Kathryn put her hands behind Mattie’s head and pressed her face close to her own, pressed it in hard, as though to tell her she must listen, she had no choice.
“I will take care of you,” Kathryn said.
And then again.
“Listen to me, Mattie. I will take care of you.”
Kathryn folded her daughter into her arms. There was frost at their feet. Mattie was crying now, and Kathryn thought her own heart would break. But this was better, she knew. This was better.
Kathryn helped Mattie into the house and made her lie down on the couch. She wrapped her daughter in blankets and held onto her and rubbed her arms and legs to stop the shivering. Robert tried to give Mattie some water, which made her gag. Julia, Kathryn’s grandmother, the woman who had raised her, was called. Kathryn was vaguely aware of other people in the house then, a man and a woman with suits on, standing at the kitchen counter, waiting.
She could hear Robert talking on the telephone and then murmuring with the people from the airline. She hadn’t realized that a television was on, but Mattie suddenly sat up and looked at her.

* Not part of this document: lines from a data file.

//! Resilient request executor.
//!
//! Sends a GET or POST through a [`Transport`] and retries responses whose
//! status is not in the accepted set, sleeping `n * backoff_unit` after the
//! n-th unrecognized response. Transport errors are never retried.

use std::collections::BTreeMap;
use std::time::Duration;

use serde::de::DeserializeOwned;

use crate::error::TransportFailure;
use crate::transport::Transport;

/// Statuses the backend uses as meaningful terminal answers. Anything else
/// is assumed to be transient (throttling, gateway timeouts, ...).
pub const ACCEPTED_STATUSES: [u16; 6] = [200, 400, 480, 481, 482, 500];

/// Returns whether `status` ends the retry loop.
pub fn is_accepted_status(status: u16) -> bool {
    ACCEPTED_STATUSES.contains(&status)
}

#[derive(Debug, Clone, Copy, PartialEq, Eq)]
pub enum Method {
    Get,
    Post,
}

impl Method {
    pub fn as_str(&self) -> &'static str {
        match self {
            Method::Get => "GET",
            Method::Post => "POST",
        }
    }
}

/// An outgoing request. Built once by a caller, then only read.
#[derive(Debug, Clone, PartialEq)]
pub struct Request {
    method: Method,
    url: String,
    body: Option<serde_json::Value>,
    headers: BTreeMap<String, String>,
}

impl Request {
    pub fn get(url: impl Into<String>) -> Self {
        Self {
            method: Method::Get,
            url: url.into(),
            body: None,
            headers: BTreeMap::new(),
        }
    }

    pub fn post(url: impl Into<String>, body: serde_json::Value) -> Self {
        Self {
            method: Method::Post,
            url: url.into(),
            body: Some(body),
            headers: BTreeMap::new(),
        }
    }

    pub fn with_header(mut self, name: impl Into<String>, value: impl Into<String>) -> Self {
        self.headers.insert(name.into(), value.into());
        self
    }

    pub fn method(&self) -> Method {
        self.method
    }

    pub fn url(&self) -> &str {
        &self.url
    }

    pub fn body(&self) -> Option<&serde_json::Value> {
        self.body.as_ref()
    }

    pub fn headers(&self) -> &BTreeMap<String, String> {
        &self.headers
    }
}

/// The terminal result of one [`Executor::execute`] call.
#[derive(Debug, Clone, PartialEq, Eq)]
pub struct Outcome {
    pub status_code: u16,
    pub body: Vec<u8>,
    pub attempts_used: u32,
}

impl Outcome {
    pub fn is_success(&self) -> bool {
        self.status_code == 200
    }

    /// False only for the residual case where the attempt budget ran out
    /// on an unrecognized status.
    pub fn is_accepted(&self) -> bool {
        is_accepted_status(self.status_code)
    }

    pub fn text(&self) -> String {
        String::from_utf8_lossy(&self.body).into_owned()
    }

    pub fn json<T: DeserializeOwned>(&self) -> serde_json::Result<T> {
        serde_json::from_slice(&self.body)
    }
}

/// Attempt budget and linear backoff unit.
#[derive(Debug, Clone, Copy, PartialEq, Eq)]
pub struct RetryPolicy {
    /// Total attempts, including the first.
    pub max_attempts: u32,
    /// Delay after the first unrecognized response; the n-th waits `n` units.
    pub backoff_unit: Duration,
}

impl Default for RetryPolicy {
    fn default() -> Self {
        Self {
            max_attempts: 3,
            backoff_unit: Duration::from_secs(1),
        }
    }
}

impl RetryPolicy {
    /// `max_attempts`, never below one: a request is always sent once.
    pub fn attempt_budget(&self) -> u32 {
        self.max_attempts.max(1)
    }

    /// Delay to wait after `attempt` (1-based) returned an unrecognized
    /// status, or `None` once the budget is spent.
    pub fn backoff_after(&self, attempt: u32) -> Option<Duration> {
        if attempt >= self.attempt_budget() {
            return None;
        }
        Some(self.backoff_unit.saturating_mul(attempt))
    }
}

/// Blocks the current thread between attempts.
pub trait Sleeper {
    fn sleep(&self, delay: Duration);
}

#[derive(Debug, Default, Clone, Copy)]
pub struct ThreadSleeper;

impl Sleeper for ThreadSleeper {
    fn sleep(&self, delay: Duration) {
        std::thread::sleep(delay);
    }
}

/// Receives the executor's diagnostics.
pub trait DiagnosticSink {
    fn retrying(&self, url: &str, status: u16, attempt: u32, delay: Duration);
    fn gave_up(&self, url: &str, status: u16, attempts: u32);
    fn transport_failure(&self, failure: &TransportFailure);
}

/// Forwards diagnostics to `tracing`.
#[derive(Debug, Default, Clone, Copy)]
pub struct TracingSink;

impl DiagnosticSink for TracingSink {
    fn retrying(&self, url: &str, status: u16, attempt: u32, delay: Duration) {
        tracing::debug!(
            url,
            status,
            attempt,
            delay_ms = delay.as_millis() as u64,
            "unrecognized status, retrying"
        );
    }

    fn gave_up(&self, url: &str, status: u16, attempts: u32) {
        tracing::warn!(url, status, attempts, "attempt budget exhausted");
    }

    fn transport_failure(&self, failure: &TransportFailure) {
        tracing::error!(
            url = %failure.url,
            attempt = failure.attempt,
            error = %failure.source,
            "request failed"
        );
    }
}

/// Bounded-retry request executor.
pub struct Executor<T> {
    transport: T,
    policy: RetryPolicy,
    sleeper: Box<dyn Sleeper>,
    sink: Box<dyn DiagnosticSink>,
}

impl<T: Transport> Executor<T> {
    pub fn new(transport: T) -> Self {
        Self {
            transport,
            policy: RetryPolicy::default(),
            sleeper: Box::new(ThreadSleeper),
            sink: Box::new(TracingSink),
        }
    }

    pub fn with_policy(mut self, policy: RetryPolicy) -> Self {
        self.policy = RetryPolicy {
            max_attempts: policy.attempt_budget(),
            ..policy
        };
        self
    }

    pub fn with_sleeper(mut self, sleeper: impl Sleeper + 'static) -> Self {
        self.sleeper = Box::new(sleeper);
        self
    }

    pub fn with_sink(mut self, sink: impl DiagnosticSink + 'static) -> Self {
        self.sink = Box::new(sink);
        self
    }

    pub fn policy(&self) -> &RetryPolicy {
        &self.policy
    }

    /// Performs `request`, retrying unrecognized statuses.
    ///
    /// Returns the first response with an accepted status, or the last
    /// response once the attempt budget is spent. A transport error on any
    /// attempt is reported to the sink and returned immediately.
    pub fn execute(&self, request: &Request) -> Result<Outcome, TransportFailure> {
        let mut attempt = 0u32;
        loop {
            attempt += 1;
            let response = match self.transport.send(request) {
                Ok(response) => response,
                Err(source) => {
                    let failure = TransportFailure {
                        url: request.url().to_owned(),
                        attempt,
                        source,
                    };
                    self.sink.transport_failure(&failure);
                    return Err(failure);
                }
            };

            if !is_accepted_status(response.status) {
                match self.policy.backoff_after(attempt) {
                    Some(delay) => {
                        self.sink
                            .retrying(request.url(), response.status, attempt, delay);
                        self.sleeper.sleep(delay);
                        continue;
                    }
                    None => self.sink.gave_up(request.url(), response.status, attempt),
                }
            }

            return Ok(Outcome {
                status_code: response.status,
                body: response.body,
                attempts_used: attempt,
            });
        }
    }
}
//! Branch condition model

use crate::core::{
    error::PipelineError,
    parameter::{BoundParameters, ParameterValue},
};
use serde::{Deserialize, Serialize};
use std::cmp::Ordering;
use std::fmt;

/// Comparison operator of a condition
#[derive(Debug, Clone, Copy, PartialEq, Eq, Serialize, Deserialize)]
pub enum ComparisonOperator {
    #[serde(rename = "==", alias = "Equals")]
    Equal,
    #[serde(rename = "!=", alias = "NotEquals")]
    NotEqual,
    #[serde(rename = ">", alias = "GreaterThan")]
    GreaterThan,
    #[serde(rename = ">=", alias = "GreaterThanOrEqualTo")]
    GreaterThanOrEqual,
    #[serde(rename = "<", alias = "LessThan")]
    LessThan,
    #[serde(rename = "<=", alias = "LessThanOrEqualTo")]
    LessThanOrEqual,
}

impl ComparisonOperator {
    fn accepts(&self, ordering: Ordering) -> bool {
        match self {
            ComparisonOperator::Equal => ordering == Ordering::Equal,
            ComparisonOperator::NotEqual => ordering != Ordering::Equal,
            ComparisonOperator::GreaterThan => ordering == Ordering::Greater,
            ComparisonOperator::GreaterThanOrEqual => ordering != Ordering::Less,
            ComparisonOperator::LessThan => ordering == Ordering::Less,
            ComparisonOperator::LessThanOrEqual => ordering != Ordering::Greater,
        }
    }
}

impl fmt::Display for ComparisonOperator {
    fn fmt(&self, f: &mut fmt::Formatter<'_>) -> fmt::Result {
        let symbol = match self {
            ComparisonOperator::Equal => "==",
            ComparisonOperator::NotEqual => "!=",
            ComparisonOperator::GreaterThan => ">",
            ComparisonOperator::GreaterThanOrEqual => ">=",
            ComparisonOperator::LessThan => "<",
            ComparisonOperator::LessThanOrEqual => "<=",
        };
        write!(f, "{}", symbol)
    }
}

/// A single comparison between a parameter and a literal.
///
/// Evaluated once per run; the result selects the train or fail branch.
#[derive(Debug, Clone, Serialize, Deserialize)]
pub struct Condition {
    /// Step name shown in events and history
    pub name: String,

    /// Left operand: the referenced parameter
    pub parameter: String,

    pub operator: ComparisonOperator,

    /// Right operand: a literal of the parameter's type
    pub value: ParameterValue,
}

impl Condition {
    /// Evaluate against bound parameters
    pub fn evaluate(&self, params: &BoundParameters) -> Result<bool, PipelineError> {
        let left = params
            .get(&self.parameter)
            .ok_or_else(|| PipelineError::UnknownParameter(self.parameter.clone()))?;

        let ordering = match (left, &self.value) {
            (ParameterValue::Integer(l), ParameterValue::Integer(r)) => l.cmp(r),
            (ParameterValue::String(l), ParameterValue::String(r)) => l.cmp(r),
            (l, r) => {
                return Err(PipelineError::TypeMismatch {
                    name: self.parameter.clone(),
                    expected: r.param_type().to_string(),
                    actual: l.param_type().to_string(),
                })
            }
        };

        Ok(self.operator.accepts(ordering))
    }
}

impl fmt::Display for Condition {
    fn fmt(&self, f: &mut fmt::Formatter<'_>) -> fmt::Result {
        write!(f, "{} {} {}", self.parameter, self.operator, self.value)
    }
}
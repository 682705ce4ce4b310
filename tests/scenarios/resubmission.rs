//! Test: Resubmission - runs are independent of each other

use crate::helpers::*;
use std::collections::HashSet;
use training_pipeline::core::RunStatus;
use training_pipeline::execution::ExecutionEngine;

/// Submitting the same pipeline twice gives two runs with distinct jobs
#[tokio::test]
async fn test_resubmission_creates_new_run() {
    let pipeline = bundled_pipeline();
    let backend = MockBackend::succeeding();
    let engine = ExecutionEngine::new(backend.clone());

    let first = engine.submit(&pipeline, &[]).await.unwrap();
    let second = engine.submit(&pipeline, &[]).await.unwrap();

    assert_ne!(first.run_id, second.run_id);
    let names: HashSet<_> = backend.jobs().into_iter().map(|j| j.job_name).collect();
    assert_eq!(names.len(), 2);
}

/// A failed submission does not affect the next one
#[tokio::test]
async fn test_failed_run_then_corrected_run() {
    let pipeline = bundled_pipeline();
    let backend = MockBackend::succeeding();
    let engine = ExecutionEngine::new(backend.clone());

    let rejected = engine
        .submit(&pipeline, &overrides(&[("volume_size", "20")]))
        .await
        .unwrap();
    assert_eq!(rejected.status, RunStatus::Failed);
    assert!(backend.jobs().is_empty());

    let accepted = engine
        .submit(&pipeline, &overrides(&[("volume_size", "80")]))
        .await
        .unwrap();
    assert_eq!(accepted.status, RunStatus::Succeeded);
    assert!(accepted.failure_reason.is_none());
    assert_eq!(backend.jobs().len(), 1);
    assert_eq!(backend.jobs()[0].volume_size_gb, 80);
}

/// Overrides apply to one run only
#[tokio::test]
async fn test_overrides_do_not_leak_between_runs() {
    let pipeline = bundled_pipeline();

    let custom = submit_with(&pipeline, MockBackend::succeeding(), &[("training_image", "custom:1")]).await;
    let default = submit_with(&pipeline, MockBackend::succeeding(), &[]).await;

    assert_eq!(custom.jobs[0].image, "custom:1");
    assert_eq!(default.jobs[0].image, "training-image:latest");
}
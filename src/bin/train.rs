//! Training entry point binary.
//!
//! Invoked with no arguments by the training environment. Exits `0` when the
//! training program succeeds and `255` otherwise, leaving the reason in
//! `<output_root>/failure`.

use training_pipeline::entrypoint::{
    run_entry_point, write_failure, EntryPointConfig, FAILURE_EXIT_CODE,
};
use tracing_subscriber::EnvFilter;

fn main() {
    // Failure reports carry a backtrace
    if std::env::var_os("RUST_LIB_BACKTRACE").is_none() {
        std::env::set_var("RUST_LIB_BACKTRACE", "1");
    }

    tracing_subscriber::fmt()
        .with_env_filter(EnvFilter::try_from_default_env().unwrap_or_else(|_| EnvFilter::new("info")))
        .with_writer(std::io::stderr)
        .init();

    let config = EntryPointConfig::from_env();

    let runtime = match tokio::runtime::Builder::new_current_thread().enable_all().build() {
        Ok(runtime) => runtime,
        Err(e) => {
            let report = format!("Exception during training: failed to start runtime: {}", e);
            eprintln!("{}", report);
            let _ = write_failure(&config.output_root, &report);
            std::process::exit(FAILURE_EXIT_CODE);
        }
    };

    let code = runtime.block_on(run_entry_point(&config));
    std::process::exit(code);
}
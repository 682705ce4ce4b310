//! Test: Event Ordering - handlers see the run unfold step by step

use crate::helpers::*;
use training_pipeline::core::RunStatus;
use training_pipeline::execution::ExecutionEvent;

fn event_names(events: &[ExecutionEvent]) -> Vec<&'static str> {
    events
        .iter()
        .map(|e| match e {
            ExecutionEvent::RunStarted { .. } => "run_started",
            ExecutionEvent::ConditionEvaluated { .. } => "condition_evaluated",
            ExecutionEvent::JobSubmitted { .. } => "job_submitted",
            ExecutionEvent::JobCompleted { .. } => "job_completed",
            ExecutionEvent::RunCompleted { .. } => "run_completed",
        })
        .collect()
}

#[tokio::test]
async fn test_train_branch_events() {
    let pipeline = bundled_pipeline();
    let result = submit_with(&pipeline, MockBackend::succeeding(), &[]).await;

    assert_eq!(
        event_names(&result.events),
        [
            "run_started",
            "condition_evaluated",
            "job_submitted",
            "job_completed",
            "run_completed"
        ]
    );

    match &result.events[1] {
        ExecutionEvent::ConditionEvaluated {
            step,
            condition,
            satisfied,
        } => {
            assert_eq!(step, "CheckVolumeSize");
            assert_eq!(condition, "volume_size >= 50");
            assert!(*satisfied);
        }
        other => panic!("unexpected event {:?}", other),
    }

    match &result.events[2] {
        ExecutionEvent::JobSubmitted { step, job_name } => {
            assert_eq!(step, "TrainModel");
            assert_eq!(job_name, &result.jobs[0].job_name);
        }
        other => panic!("unexpected event {:?}", other),
    }
}

#[tokio::test]
async fn test_fail_branch_events() {
    let pipeline = bundled_pipeline();
    let result = submit_with(&pipeline, MockBackend::succeeding(), &[("volume_size", "49")]).await;

    assert_eq!(
        event_names(&result.events),
        ["run_started", "condition_evaluated", "run_completed"]
    );

    match result.events.last() {
        Some(ExecutionEvent::RunCompleted {
            run_id,
            status,
            failure_reason,
        }) => {
            assert_eq!(*run_id, result.run.run_id);
            assert_eq!(*status, RunStatus::Failed);
            assert_eq!(failure_reason.as_deref(), Some(FAIL_MESSAGE));
        }
        other => panic!("unexpected event {:?}", other),
    }
}

#[tokio::test]
async fn test_job_failure_reported_in_events() {
    let pipeline = bundled_pipeline();
    let result = submit_with(&pipeline, MockBackend::new(Scripted::Fail("boom".to_string())), &[]).await;

    assert!(result.events.iter().any(|e| matches!(
        e,
        ExecutionEvent::JobCompleted { succeeded: false, .. }
    )));
}
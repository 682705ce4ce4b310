//! Error types for parameter binding and pipeline evaluation

use thiserror::Error;

/// Errors raised while binding parameters or evaluating a pipeline
#[derive(Debug, Error, PartialEq, Eq)]
pub enum PipelineError {
    #[error("Unknown parameter: {0}")]
    UnknownParameter(String),

    #[error("Parameter '{name}' expects an integer, got '{value}'")]
    InvalidInteger { name: String, value: String },

    #[error("Parameter '{name}' expects type {expected}, got {actual}")]
    TypeMismatch {
        name: String,
        expected: String,
        actual: String,
    },

    #[error("Field '{field}' references unbound parameter '{name}'")]
    UnresolvedPlaceholder { field: String, name: String },

    #[error("Field '{field}' must be a non-negative integer, got '{value}'")]
    InvalidJobField { field: String, value: String },
}
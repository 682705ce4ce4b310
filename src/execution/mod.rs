//! Pipeline execution engine and training backends

pub mod backend;
pub mod engine;
pub mod local;

pub use backend::{BackendError, JobOutcome, TrainingBackend};
pub use engine::{EventHandler, ExecutionEngine, ExecutionEvent};
pub use local::{LocalBackendConfig, LocalProcessBackend, OutputHandler};
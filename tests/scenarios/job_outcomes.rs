//! Test: Job Outcomes - the training job's result becomes the run's result

use crate::helpers::*;
use training_pipeline::core::{BranchTaken, RunStatus};

/// A failed job surfaces the entry point's reason verbatim
#[tokio::test]
async fn test_job_failure_reason_is_surfaced() {
    let reason = "Exception during training: No input files found in channel 'train'";
    let pipeline = bundled_pipeline();
    let result = submit_with(&pipeline, MockBackend::new(Scripted::Fail(reason.to_string())), &[]).await;

    assert_eq!(result.run.status, RunStatus::Failed);
    assert_eq!(result.run.branch, Some(BranchTaken::Train));
    assert_eq!(result.run.failure_reason.as_deref(), Some(reason));
    assert_eq!(result.jobs.len(), 1);
    assert!(result.run.completed_at.is_some());
}

/// A backend that cannot launch the job fails the run, it does not abort it
#[tokio::test]
async fn test_backend_error_fails_run() {
    let pipeline = bundled_pipeline();
    let result = submit_with(&pipeline, MockBackend::new(Scripted::LaunchError), &[]).await;

    assert_eq!(result.run.status, RunStatus::Failed);
    let reason = result.run.failure_reason.unwrap();
    assert!(reason.contains("Failed to launch entry point 'train'"), "{}", reason);
    assert_eq!(result.jobs.len(), 1, "the job is attempted exactly once");
}

#[tokio::test]
async fn test_successful_run_has_timestamps() {
    let pipeline = bundled_pipeline();
    let result = submit_with(&pipeline, MockBackend::succeeding(), &[]).await;

    let started = result.run.started_at.expect("run should record its start");
    let completed = result.run.completed_at.expect("run should record its end");
    assert!(completed >= started);
    assert!(result.run.status.is_terminal());
}

/// Runs submitted without history still produce a queryable summary
#[tokio::test]
async fn test_summary_kept_in_memory() {
    use training_pipeline::persistence::{create_summary, InMemoryPersistence, PersistenceBackend};

    let pipeline = bundled_pipeline();
    let result = submit_with(&pipeline, MockBackend::succeeding(), &[("volume_size", "49")]).await;

    let store = InMemoryPersistence::new();
    store.save_run(&create_summary(&result.run)).await.unwrap();

    let loaded = store.load_run(result.run.run_id).await.unwrap().unwrap();
    assert_eq!(loaded.status, RunStatus::Failed);
    assert_eq!(loaded.branch, Some(BranchTaken::Fail));
    assert_eq!(loaded.failure_reason.as_deref(), Some(FAIL_MESSAGE));
    assert!(loaded.job_name.is_none());
}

“Did they say a bomb?” Mattie asked.
And then Kathryn heard the bulletin, in retrospect, the way one realizes that subliminally all the words have been heard and are there in the mind just waiting to be called forth.
Later Kathryn would come to think of the bulletins as bullets. Word bullets that tore into the brain and exploded, obliterating memories.
“Robert,” she called.
He came into the living room and stood next to her. “It’s not confirmed,” he said.
“They think a bomb?”
“It’s just a theory. Give her one of these.”
“What is it?”
“It’s a Valium.”
“You carry these?” she asked. “With you?”